The 4 Biggest Budget Suprises for New College Grads
Life after graduating college is a time of surprises. You’re thrust into the adult world for the first time, forced to earn your way and find your place, all while still feeling like a kid inside. Some people make the transition smoothly, but most of us struggle a bit.
That’s especially true when it comes to your finances. Given the poor state of financial education in American schools, most people graduate college barely able to write a check or remember the PIN number for their debit card.
So, a little stumbling is inevitable – but that doesn’t mean you need to fall on your face. The best way to avoid a rude awakening is to get ahead of the game. Here are some of the biggest budget surprises to look out for.
Lots of students spend their college years without a car, opting to walk, bike or take the bus to class (or to the bars). When they graduate, it can be a shock to leave the comforts of a campus where everything is close by.
While some opt for the sensible choice of buying a used car in cash, many more head for the dealership to purchase or lease a new car. That may have been a practical decision when their parents graduated, but these days the cost of a new car is prohibitive for most twentysomethings. In 2017 the average monthly payment for a new car was $479, not including the cost of insurance, gas and maintenance.
How to avoid them: Buying a car you can’t afford is a common problem graduates run into. It’s so easy to let a smooth-talking salesman convince you to take the plunge, especially when your friends and family are making similar mistakes. But before you sign those papers, look at your budget and consider how much you can truly handle.
Don’t be afraid to shop for a used car. If you look for a newer model, most people won’t even be able to tell the difference. There will always be time to upgrade your ride, but it’s probably not a good idea to start your adult life with a purchase that puts you $30,000 in the hole.
If you still need a car loan, apply for one at a local credit union. They’ll almost certainly have better rates than the dealership, allowing you to put aside more for travel, hobbies and retirement saving.
Since the passage of the Affordable Care Act in 2010, college graduates have been able to stay on their parent’s health insurance until age 26. But if your mom or dad is ready to kick you off the family plan, you’ll have to buy your own coverage.
The average health insurance premium in 2016 was $393, but costs vary widely depending on where you live and what kind of plan your employer offers. The premium isn’t the only thing a recent grad has to worry about – they also have to pay for any out-of-pocket expenses like deductibles, copays and prescriptions.
How to avoid them: If you have a job, see what’s available through your employer. If you’re still considering offers, review the benefits packages closely. The difference in healthcare options could mean saving or spending thousands more each year.
Most health insurance options have a few tiers of service, ranging from bare minimum to first-class insurance. Unless you have a chronic health condition or visit the doctor frequently, opt for the plan with the cheapest premium. You’ll pay a hefty sum when you visit the doctor, but save on monthly premiums.

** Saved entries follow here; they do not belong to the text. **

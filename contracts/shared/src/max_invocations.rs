//! Minter-local invocation-limit tracking.
//!
//! Every concrete minter caches a per-project invocation ceiling so a
//! purchase can fail fast without a cross-contract read. The cache must never
//! exceed the core contract's authoritative limit, and it must be
//! resynchronizable whenever the authoritative value changes
//! ([`sync_to_core`]).
//!
//! Token numbering matches the core contract: token id =
//! `project_id * ONE_MILLION + invocation_index`, so the invocation count
//! after a mint is derivable from the returned token id alone — no second
//! cross-contract read inside a purchase.

use soroban_sdk::{contracttype, Env};

use crate::errors::Error;
use crate::interfaces::CoreClient;
use crate::ttl::bump_persistent;
use crate::types::ProjectKey;

/// Tokens per project in the core contract's id space.
pub const ONE_MILLION: u64 = 1_000_000;

/// Cached invocation-limit state for one project on one minter.
#[contracttype]
#[derive(Clone, Debug, Eq, PartialEq)]
pub struct MaxInvocationsProjectConfig {
    pub max_invocations: u32,
    pub has_max_been_invoked: bool,
    /// False until the minter first syncs or manually limits; a purchase
    /// with an unset cache syncs lazily from the core.
    pub max_invocations_set: bool,
}

impl MaxInvocationsProjectConfig {
    fn unset() -> Self {
        MaxInvocationsProjectConfig {
            max_invocations: 0,
            has_max_been_invoked: false,
            max_invocations_set: false,
        }
    }
}

/// Storage key for the cache, in the host minter's own storage.
#[contracttype]
#[derive(Clone, Debug, Eq, PartialEq)]
pub enum MaxInvocationsKey {
    MaxInvocations(ProjectKey),
}

pub fn load(env: &Env, key: &ProjectKey) -> MaxInvocationsProjectConfig {
    let skey = MaxInvocationsKey::MaxInvocations(key.clone());
    match env.storage().persistent().get(&skey) {
        Some(cfg) => {
            bump_persistent(env, &skey);
            cfg
        }
        None => MaxInvocationsProjectConfig::unset(),
    }
}

pub fn save(env: &Env, key: &ProjectKey, cfg: &MaxInvocationsProjectConfig) {
    let skey = MaxInvocationsKey::MaxInvocations(key.clone());
    env.storage().persistent().set(&skey, cfg);
    bump_persistent(env, &skey);
}

/// Pure recomputation of the invoked flag from a limit and a count.
pub fn recompute(max_invocations: u32, invocations: u32) -> MaxInvocationsProjectConfig {
    MaxInvocationsProjectConfig {
        max_invocations,
        has_max_been_invoked: invocations >= max_invocations,
        max_invocations_set: true,
    }
}

/// Invocation count implied by a freshly minted token id.
pub fn invocations_after_mint(token_id: u64) -> u32 {
    (token_id % ONE_MILLION) as u32 + 1
}

/// Manually lower (or re-raise, up to the core's limit) a project's
/// minter-local invocation ceiling.
///
/// Rejects limits above the core's authoritative maximum and limits below
/// the count already minted.
pub fn manually_limit(
    env: &Env,
    key: &ProjectKey,
    new_limit: u32,
) -> Result<MaxInvocationsProjectConfig, Error> {
    let core = CoreClient::new(env, &key.core);
    let core_max = core.project_max_invocations(&key.project_id);
    let invocations = core.project_invocations(&key.project_id);
    if new_limit > core_max || new_limit < invocations {
        return Err(Error::InvalidMaxInvocations);
    }
    let cfg = recompute(new_limit, invocations);
    save(env, key, &cfg);
    Ok(cfg)
}

/// Pull the core's authoritative limit and recompute the invoked flag.
///
/// Clears a previously-true `has_max_been_invoked` when the core's limit has
/// been raised past the current invocation count.
pub fn sync_to_core(env: &Env, key: &ProjectKey) -> MaxInvocationsProjectConfig {
    let core = CoreClient::new(env, &key.core);
    let core_max = core.project_max_invocations(&key.project_id);
    let invocations = core.project_invocations(&key.project_id);
    let cfg = recompute(core_max, invocations);
    save(env, key, &cfg);
    cfg
}

/// Load the cache for a purchase, syncing lazily if never set.
pub fn load_for_purchase(env: &Env, key: &ProjectKey) -> MaxInvocationsProjectConfig {
    let cfg = load(env, key);
    if cfg.max_invocations_set {
        cfg
    } else {
        sync_to_core(env, key)
    }
}

/// Purchase-path guard: fail before any side effect once the limit is hit.
pub fn pre_mint_check(cfg: &MaxInvocationsProjectConfig) -> Result<(), Error> {
    if cfg.has_max_been_invoked {
        return Err(Error::MaxInvocationsReached);
    }
    Ok(())
}

/// After a successful mint, flip the invoked flag when the returned token id
/// shows the limit has been reached. Returns whether the project just sold
/// out on this minter.
pub fn post_mint_update(
    env: &Env,
    key: &ProjectKey,
    cfg: &mut MaxInvocationsProjectConfig,
    token_id: u64,
) -> bool {
    let invocations = invocations_after_mint(token_id);
    if invocations >= cfg.max_invocations {
        cfg.has_max_been_invoked = true;
        save(env, key, cfg);
        return true;
    }
    false
}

I’ll never forget it. I was running late to work one day, when I got in my car and noticed a big crack that covered the length of my windshield. I decided to replace it immediately, as it was almost winter and I was worried the windshield could shatter while I was driving. I found a company that came out to my office and replaced the windshield for $100, a small fortune for my 22 year-old self.
I was so disappointed. Here I was, just a few weeks into my first real post-grad job, faced with an $100 emergency I wasn’t prepared for. That experience taught me a valuable lesson about always having a rainy day fund. If I was willing to plan ahead for vacations and concert tickets, I could plan ahead for stray rocks hitting my windshield.

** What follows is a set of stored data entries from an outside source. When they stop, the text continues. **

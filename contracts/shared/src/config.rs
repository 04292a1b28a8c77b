//! Typed per-project configuration store.
//!
//! The common substrate concrete minters layer their scalar parameters onto:
//! a closed enumeration of named parameters ([`ConfigParam`]) mapped to typed
//! values ([`ConfigValue`]), with single-value and set semantics. Semantics
//! of each parameter are owned by the minter that writes it.
//!
//! Every mutation publishes a typed change event so off-chain consumers can
//! reconstruct minter state without bespoke decoding per minter. The event
//! topic names the value kind; topics carry the project key, data carries the
//! parameter and value.
//!
//! The store writes into the **calling minter's own** contract storage —
//! two minters configuring the same project never collide.

use soroban_sdk::{contracttype, symbol_short, Address, BytesN, Env, Symbol, Vec};

use crate::ttl::bump_persistent;
use crate::types::ProjectKey;

/// Closed set of named, minter-configurable project parameters.
///
/// Adding a parameter is a suite-wide (shared-crate) change on purpose: the
/// set of keys in play is always enumerable by off-chain consumers.
#[contracttype]
#[derive(Clone, Copy, Debug, Eq, PartialEq)]
pub enum ConfigParam {
    /// Fixed price per token, in the minter's currency (i128).
    PricePerToken,
    /// Merkle allowlist root (bytes32).
    MerkleRoot,
    /// Per-address mint ceiling for allowlisted minters (u32).
    MaxInvocationsPerAddress,
}

/// A typed configuration value.
#[contracttype]
#[derive(Clone, Debug, Eq, PartialEq)]
pub enum ConfigValue {
    Bool(bool),
    U32(u32),
    U64(u64),
    I128(i128),
    Addr(Address),
    Bytes32(BytesN<32>),
}

impl ConfigValue {
    /// Event topic naming this value's kind.
    fn kind_topic(&self) -> Symbol {
        match self {
            ConfigValue::Bool(_) => symbol_short!("cfg_bool"),
            ConfigValue::U32(_) => symbol_short!("cfg_u32"),
            ConfigValue::U64(_) => symbol_short!("cfg_u64"),
            ConfigValue::I128(_) => symbol_short!("cfg_i128"),
            ConfigValue::Addr(_) => symbol_short!("cfg_addr"),
            ConfigValue::Bytes32(_) => symbol_short!("cfg_b32"),
        }
    }
}

/// Storage keys of the config store within the host minter's storage.
#[contracttype]
#[derive(Clone, Debug, Eq, PartialEq)]
pub enum ConfigKey {
    Param(ProjectKey, ConfigParam),
    ParamSet(ProjectKey, ConfigParam),
}

/// Event payload for a value set / added-to-set / removed-from-set.
#[contracttype]
#[derive(Clone, Debug, Eq, PartialEq)]
pub struct ConfigValueChanged {
    pub param: ConfigParam,
    pub value: ConfigValue,
}

/// Event payload for a removed key.
#[contracttype]
#[derive(Clone, Debug, Eq, PartialEq)]
pub struct ConfigKeyRemoved {
    pub param: ConfigParam,
}

fn publish_change(env: &Env, topic: Symbol, key: &ProjectKey, param: ConfigParam, value: &ConfigValue) {
    env.events().publish(
        (topic, key.core.clone(), key.project_id),
        ConfigValueChanged {
            param,
            value: value.clone(),
        },
    );
}

/// Set a single-valued parameter, overwriting any prior value.
pub fn set_value(env: &Env, key: &ProjectKey, param: ConfigParam, value: ConfigValue) {
    let skey = ConfigKey::Param(key.clone(), param);
    env.storage().persistent().set(&skey, &value);
    bump_persistent(env, &skey);
    publish_change(env, value.kind_topic(), key, param, &value);
}

/// Read back a single-valued parameter.
pub fn get_value(env: &Env, key: &ProjectKey, param: ConfigParam) -> Option<ConfigValue> {
    let skey = ConfigKey::Param(key.clone(), param);
    let value: Option<ConfigValue> = env.storage().persistent().get(&skey);
    if value.is_some() {
        bump_persistent(env, &skey);
    }
    value
}

/// Remove a single-valued parameter.
pub fn remove_value(env: &Env, key: &ProjectKey, param: ConfigParam) {
    let skey = ConfigKey::Param(key.clone(), param);
    env.storage().persistent().remove(&skey);
    env.events().publish(
        (symbol_short!("cfg_rm"), key.core.clone(), key.project_id),
        ConfigKeyRemoved { param },
    );
}

/// Add `value` to a set-valued parameter. Returns `false` if already present.
pub fn add_to_set(env: &Env, key: &ProjectKey, param: ConfigParam, value: ConfigValue) -> bool {
    let skey = ConfigKey::ParamSet(key.clone(), param);
    let mut set: Vec<ConfigValue> = env
        .storage()
        .persistent()
        .get(&skey)
        .unwrap_or_else(|| Vec::new(env));
    if set.contains(&value) {
        return false;
    }
    set.push_back(value.clone());
    env.storage().persistent().set(&skey, &set);
    bump_persistent(env, &skey);
    publish_change(env, symbol_short!("cfg_sadd"), key, param, &value);
    true
}

/// Remove `value` from a set-valued parameter. Returns `false` if absent.
pub fn remove_from_set(env: &Env, key: &ProjectKey, param: ConfigParam, value: ConfigValue) -> bool {
    let skey = ConfigKey::ParamSet(key.clone(), param);
    let mut set: Vec<ConfigValue> = env
        .storage()
        .persistent()
        .get(&skey)
        .unwrap_or_else(|| Vec::new(env));
    let index = match set.first_index_of(&value) {
        Some(i) => i,
        None => return false,
    };
    set.remove(index);
    env.storage().persistent().set(&skey, &set);
    bump_persistent(env, &skey);
    publish_change(env, symbol_short!("cfg_srm"), key, param, &value);
    true
}

/// Enumerate a set-valued parameter.
pub fn get_set(env: &Env, key: &ProjectKey, param: ConfigParam) -> Vec<ConfigValue> {
    let skey = ConfigKey::ParamSet(key.clone(), param);
    env.storage()
        .persistent()
        .get(&skey)
        .unwrap_or_else(|| Vec::new(env))
}

// ── Typed convenience getters ────────────────────────────────────────

pub fn get_i128(env: &Env, key: &ProjectKey, param: ConfigParam) -> Option<i128> {
    match get_value(env, key, param) {
        Some(ConfigValue::I128(v)) => Some(v),
        _ => None,
    }
}

pub fn get_u32(env: &Env, key: &ProjectKey, param: ConfigParam) -> Option<u32> {
    match get_value(env, key, param) {
        Some(ConfigValue::U32(v)) => Some(v),
        _ => None,
    }
}

pub fn get_bytes32(env: &Env, key: &ProjectKey, param: ConfigParam) -> Option<BytesN<32>> {
    match get_value(env, key, param) {
        Some(ConfigValue::Bytes32(v)) => Some(v),
        _ => None,
    }
}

How to avoid them: Unfortunately, there’s nothing you can do to completely avoid emergencies. Eventually, you’ll have a funeral to travel to, a car accident or a medical emergency.
The only way to avoid being financially surprised is to plan ahead with an emergency fund. A starter emergency fund should have at least $1,000 in it, which will cover most minor incidents. If you have an unstable job or a lot of debt, you should save three month’s worth of expenses.
Only use the emergency fund for unforeseen expenses – not for costs you can anticipate. Once you start dipping into your emergency fund for non-emergencies, there’s a good chance it won’t be there when you need it.
A 2014 study from the Brookings Institute found that most freshman college students had a poor idea of how much they owed in student loans. About 50% of them underestimated how much they owed by more than $5,000, and 28% claimed to have no student loans when they still owed money. That might explain why many graduates are shocked when they finally get the Sallie Mae bill in the mail.
How to avoid them: All federal student loan servicers and some private lenders provide a six-month grace period after graduation, meant to help borrowers get settled before they start making payments. If you’re still in that sweet spot, use this time to build up a small emergency fund and prepare your budget for student loans.
Explore your repayment options if you’re worried about affording the monthly bill. Borrowers with federal loans have access to several income-based plans which can significantly decrease how much they pay each month. A graphic designer earning $40,000 a year with $35,000 in student loans could pay as little as $183 a month if they choose a different repayment plan.
Graduates with private loans usually don’t have extra repayment options. Instead, they can try to refinance their loans with another lender to get a lower interest rate.